Russia to Create New Submarine Crew Rescue System

Rubric: Russia, Industry

The Russian defense ministry in the coming spring will launch a tender for the R&D project to design a new submariners salvage system, the two well-informed insiders told Mil.Press Today.

According to the one of them, the future R&D project is related to the mounting of decompression chambers on the available rescue ships and other vessels not equipped for decompression operations.

Interior of the RBK-2200 divers’ decompression chamber

The system will be an addition to the presently operable rescue ships of such classes as Igor Belousov and Alagez having the deep-sea diving systems, said the source. As for him, that project can be implemented much faster than the industry would cope with creation of a Russian deep-sea diving system and building of the second Project 21300 salvage ship.

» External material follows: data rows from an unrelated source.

// crates/roast-clients/src/error.rs
// ============================================================================
// Module: Client Errors
// Description: Transport, protocol, and polling failures for service clients.
// Purpose: Give case bodies and fixtures one error type to propagate with `?`.
// Dependencies: thiserror, roast-core
// ============================================================================

//! ## Overview
//! [`ClientError`] converts into case and setup failures so clients can be
//! called with `?` from both.

use roast_core::CaseFailure;
use roast_core::Exchange;
use roast_core::SetupFailure;
use thiserror::Error;

/// Errors raised by service clients and behaviors.
#[derive(Debug, Clone, PartialEq, Eq, Error)]
pub enum ClientError {
    /// The HTTP client could not be constructed.
    #[error("http client build failed: {0}")]
    Build(String),
    /// A request target could not be turned into a URL.
    #[error("invalid url: {0}")]
    InvalidUrl(String),
    /// A request body could not be encoded.
    #[error("request encoding failed: {0}")]
    Encode(String),
    /// The request did not complete (connect, timeout, read).
    #[error("transport error: {0}")]
    Transport(String),
    /// The response body exceeded the configured limit.
    #[error("response from {url} exceeds {max_bytes} bytes")]
    ResponseTooLarge {
        /// Request URL.
        url: String,
        /// Configured limit.
        max_bytes: usize,
    },
    /// A behavior received a status other than the one it requires.
    #[error("{operation} returned {}, expected {expected}; request: {exchange}", exchange.status)]
    UnexpectedStatus {
        /// Behavior or call name.
        operation: String,
        /// Required status code.
        expected: u16,
        /// Exchange context.
        exchange: Exchange,
    },
    /// A successful response did not decode into the expected entity.
    #[error("{operation} returned no decodable entity; request: {exchange}")]
    MissingEntity {
        /// Behavior or call name.
        operation: String,
        /// Exchange context.
        exchange: Exchange,
    },
    /// A server reached the terminal `ERROR` status.
    #[error("server {id} entered status {status}")]
    ServerFailed {
        /// Server id.
        id: String,
        /// Observed status.
        status: String,
    },
    /// Polling did not reach the target status in time.
    #[error("timed out after {waited_ms} ms waiting for {what}")]
    Timeout {
        /// What was awaited.
        what: String,
        /// Time spent polling.
        waited_ms: u64,
    },
}

impl From<ClientError> for CaseFailure {
    fn from(err: ClientError) -> Self {
        Self::error(err)
    }
}

impl From<ClientError> for SetupFailure {
    fn from(err: ClientError) -> Self {
        Self::new(err.to_string())
    }
}
// crates/roast-cli/src/main.rs
// ============================================================================
// Module: Cloud Roast CLI Entry Point
// Description: Command dispatcher for smoke runs, listing, and config checks.
// Purpose: Select cases by tag, run them, and map the outcome to an exit code.
// Dependencies: clap, roast-config, roast-core, roast-suites, tracing-subscriber
// ============================================================================

//! ## Overview
//! `roast run` loads configuration, selects cases with `--tag` expressions,
//! runs the catalog sequentially, prints a summary, and exits non-zero when
//! any case failed, errored, or was aborted. Skipped cases never fail a run.
//! Malformed tag expressions are rejected before anything runs.
//!
//! Diagnostics go to stderr through `tracing`; stdout carries only the
//! command output.

// ============================================================================
// SECTION: Modules
// ============================================================================

#[cfg(test)]
mod main_tests;

// ============================================================================
// SECTION: Imports
// ============================================================================

use std::io::Write;
use std::path::Path;
use std::path::PathBuf;
use std::process::ExitCode;

use clap::ArgAction;
use clap::Args;
use clap::Parser;
use clap::Subcommand;
use clap::ValueEnum;
use roast_config::RoastConfig;
use roast_config::RoastEnv;
use roast_core::CaseInfo;
use roast_core::RunOptions;
use roast_core::RunReport;
use roast_core::Runner;
use roast_core::SkipRegistry;
use roast_core::TagFilter;
use roast_core::TracingObserver;
use roast_suites::catalog;
use thiserror::Error;
use tracing::info;
use tracing_subscriber::EnvFilter;

// ============================================================================
// SECTION: Constants
// ============================================================================

/// Log filter used when `ROAST_LOG` is unset or invalid.
const DEFAULT_LOG_FILTER: &str = "info";

// ============================================================================
// SECTION: CLI Types
// ============================================================================

/// Top-level CLI definition.
#[derive(Parser, Debug)]
#[command(
    name = "roast",
    version,
    about = "Smoke tests for cloud service APIs",
    disable_help_subcommand = true
)]
struct Cli {
    /// Selected subcommand to execute.
    #[command(subcommand)]
    command: Commands,
}

/// Supported CLI subcommands.
#[derive(Subcommand, Debug)]
enum Commands {
    /// Run the selected test cases.
    Run(RunCommand),
    /// List discovered test cases.
    List(ListCommand),
    /// Configuration utilities.
    Config {
        /// Selected config subcommand.
        #[command(subcommand)]
        command: ConfigCommand,
    },
}

/// Arguments for `roast run`.
#[derive(Args, Debug)]
struct RunCommand {
    /// Config file path (defaults to `ROAST_CONFIG`, then `./roast.toml`).
    #[arg(long, value_name = "PATH")]
    config: Option<PathBuf>,
    /// Tag expression such as `type=smoke`; repeated flags are OR-ed.
    #[arg(long = "tag", value_name = "EXPR")]
    tags: Vec<String>,
    /// Directory receiving `summary.json` and `summary.md`.
    #[arg(long, value_name = "DIR")]
    report_dir: Option<PathBuf>,
    /// Summary format written to stdout.
    #[arg(long, value_enum, default_value_t = OutputFormat::Text)]
    format: OutputFormat,
    /// Run cases blocked on open issues instead of skipping them.
    #[arg(long, action = ArgAction::SetTrue)]
    include_known_issues: bool,
}

/// Arguments for `roast list`.
#[derive(Args, Debug)]
struct ListCommand {
    /// Tag expression; repeated flags are OR-ed.
    #[arg(long = "tag", value_name = "EXPR")]
    tags: Vec<String>,
}

/// Config subcommands.
#[derive(Subcommand, Debug)]
enum ConfigCommand {
    /// Load and validate a config file.
    Validate(ConfigValidateCommand),
}

/// Arguments for `roast config validate`.
#[derive(Args, Debug)]
struct ConfigValidateCommand {
    /// Config file path (defaults to `ROAST_CONFIG`, then `./roast.toml`).
    #[arg(long, value_name = "PATH")]
    config: Option<PathBuf>,
}

/// Run summary formats.
#[derive(ValueEnum, Debug, Clone, Copy, PartialEq, Eq)]
enum OutputFormat {
    /// Human-readable case lines and totals.
    Text,
    /// The full report as JSON.
    Json,
}

// ============================================================================
// SECTION: Errors
// ============================================================================

/// CLI error carrying a user-facing message.
#[derive(Debug, Error)]
#[error("{message}")]
struct CliError {
    /// Human-readable error message.
    message: String,
}

impl CliError {
    /// Constructs a new [`CliError`].
    const fn new(message: String) -> Self {
        Self {
            message,
        }
    }
}

/// CLI result alias for fallible operations.
type CliResult<T> = Result<T, CliError>;

// ============================================================================
// SECTION: Entry Point
// ============================================================================

/// CLI entry point returning an exit code.
fn main() -> ExitCode {
    init_tracing();
    match run() {
        Ok(code) => code,
        Err(err) => emit_error(&err.to_string()),
    }
}

/// Executes the CLI command dispatcher.
fn run() -> CliResult<ExitCode> {
    let cli = Cli::parse();
    match cli.command {
        Commands::Run(command) => command_run(&command),
        Commands::List(command) => command_list(&command),
        Commands::Config {
            command,
        } => match command {
            ConfigCommand::Validate(command) => command_config_validate(&command),
        },
    }
}

/// Installs the stderr log subscriber, filtered by `ROAST_LOG`.
fn init_tracing() {
    let filter = EnvFilter::try_from_env(RoastEnv::Log.as_str())
        .unwrap_or_else(|_| EnvFilter::new(DEFAULT_LOG_FILTER));
    let _ = tracing_subscriber::fmt()
        .with_env_filter(filter)
        .with_writer(std::io::stderr)
        .with_target(false)
        .try_init();
}

// ============================================================================
// SECTION: Commands
// ============================================================================

/// Executes `roast run`.
fn command_run(command: &RunCommand) -> CliResult<ExitCode> {
    let filter = parse_filter(&command.tags)?;
    let config = RoastConfig::load(command.config.as_deref())
        .map_err(|err| CliError::new(format!("failed to load config: {err}")))?;
    let options = RunOptions {
        filter,
        skips: skip_registry(&config, command.include_known_issues),
    };
    let suites = catalog();
    let runner = Runner::new(&suites, options);
    let report = runner.run(&config, &mut TracingObserver);

    match command.format {
        OutputFormat::Text => write_stdout(&report.render_text())?,
        OutputFormat::Json => {
            let json = serde_json::to_string_pretty(&report)
                .map_err(|err| CliError::new(format!("failed to encode report: {err}")))?;
            write_stdout(&json)?;
        }
    }

    if let Some(dir) = report_dir(command.report_dir.as_deref(), &config) {
        let written = report.write_artifacts(dir).map_err(|err| {
            CliError::new(format!("failed to write report to {}: {err}", dir.display()))
        })?;
        info!(dir = %dir.display(), files = written.len(), "report artifacts written");
    }
    Ok(exit_code(&report))
}

/// Executes `roast list`.
fn command_list(command: &ListCommand) -> CliResult<ExitCode> {
    let options = RunOptions {
        filter: parse_filter(&command.tags)?,
        skips: SkipRegistry::new(),
    };
    let suites = catalog();
    let runner = Runner::new(&suites, options);
    let lines = runner.select().iter().map(render_case_line).collect::<Vec<_>>();
    write_stdout(&lines.join("\n"))?;
    Ok(ExitCode::SUCCESS)
}

/// Executes `roast config validate`.
fn command_config_validate(command: &ConfigValidateCommand) -> CliResult<ExitCode> {
    RoastConfig::load(command.config.as_deref())
        .map_err(|err| CliError::new(format!("failed to load config: {err}")))?;
    write_stdout("config ok")?;
    Ok(ExitCode::SUCCESS)
}

// ============================================================================
// SECTION: Helpers
// ============================================================================

/// Parses repeated `--tag` flags into one filter.
fn parse_filter(tags: &[String]) -> CliResult<TagFilter> {
    TagFilter::parse(tags).map_err(|err| CliError::new(format!("invalid tag expression: {err}")))
}

/// Builds the skip registry from resolved issues and the override flag.
fn skip_registry(config: &RoastConfig, include_known_issues: bool) -> SkipRegistry {
    let registry = SkipRegistry::new().with_resolved(&config.issues.resolved);
    if include_known_issues { registry.including_known_issues() } else { registry }
}

/// Picks the report directory: flag first, then config.
fn report_dir<'a>(flag: Option<&'a Path>, config: &'a RoastConfig) -> Option<&'a Path> {
    flag.or(config.report.dir.as_deref())
}

/// Renders one `roast list` line.
fn render_case_line(case: &CaseInfo) -> String {
    let line = format!("{}::{} [{}]", case.class, case.name, case.tags);
    match &case.skip {
        Some(skip) => format!("{line} skip: {skip}"),
        None => line,
    }
}

/// Maps a report to the process exit code.
fn exit_code(report: &RunReport) -> ExitCode {
    if report.is_success() { ExitCode::SUCCESS } else { ExitCode::FAILURE }
}

/// Writes a message line to stdout.
fn write_stdout(message: &str) -> CliResult<()> {
    let mut stdout = std::io::stdout();
    writeln!(&mut stdout, "{message}")
        .map_err(|err| CliError::new(format!("failed to write to stdout: {err}")))
}

/// Writes a message line to stderr.
fn write_stderr_line(message: &str) -> std::io::Result<()> {
    let mut stderr = std::io::stderr();
    writeln!(&mut stderr, "{message}")
}

/// Emits an error message to stderr and returns a failure exit code.
fn emit_error(message: &str) -> ExitCode {
    let _ = write_stderr_line(message);
    ExitCode::FAILURE
}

Another top-ranking official from the Russian defense industry specified that one of these ships would become a Project 141 lifting/mooring ship like, say, KIL-164 operated by the Northern Fleet.

As for him, the said R&D project is based on the Russian industry’s offer presented at the International Maritime Defense Show in 2017. What was shown at the exhibition is the module system designed for assistance and salvage of submarine crews. The project will help to supply rescue ships and other vessels with decompression chambers. Equipped with such a system, the ships will conduct decompression over escaped submariners and rescuers.
In case of successful tests, the system will be especially useful at the Northern Fleet that still has no facilities to save people at 80 meters or deeper, Igor Britanov, an ex-commander of K-219 nuclear sub told Mil.Press Today.
One should consider the ways of evacuation from a damaged sub, stressed the expert. Before getting into the decompression chamber, the people must be evacuated out of the hull, he explained.

Britanov added that a decompression chamber could be put on every vessel, even on a small tug. "But it is essential to modernize our submersibles that even with damaged hull or coaming platform, the submariners could be saved", he concluded.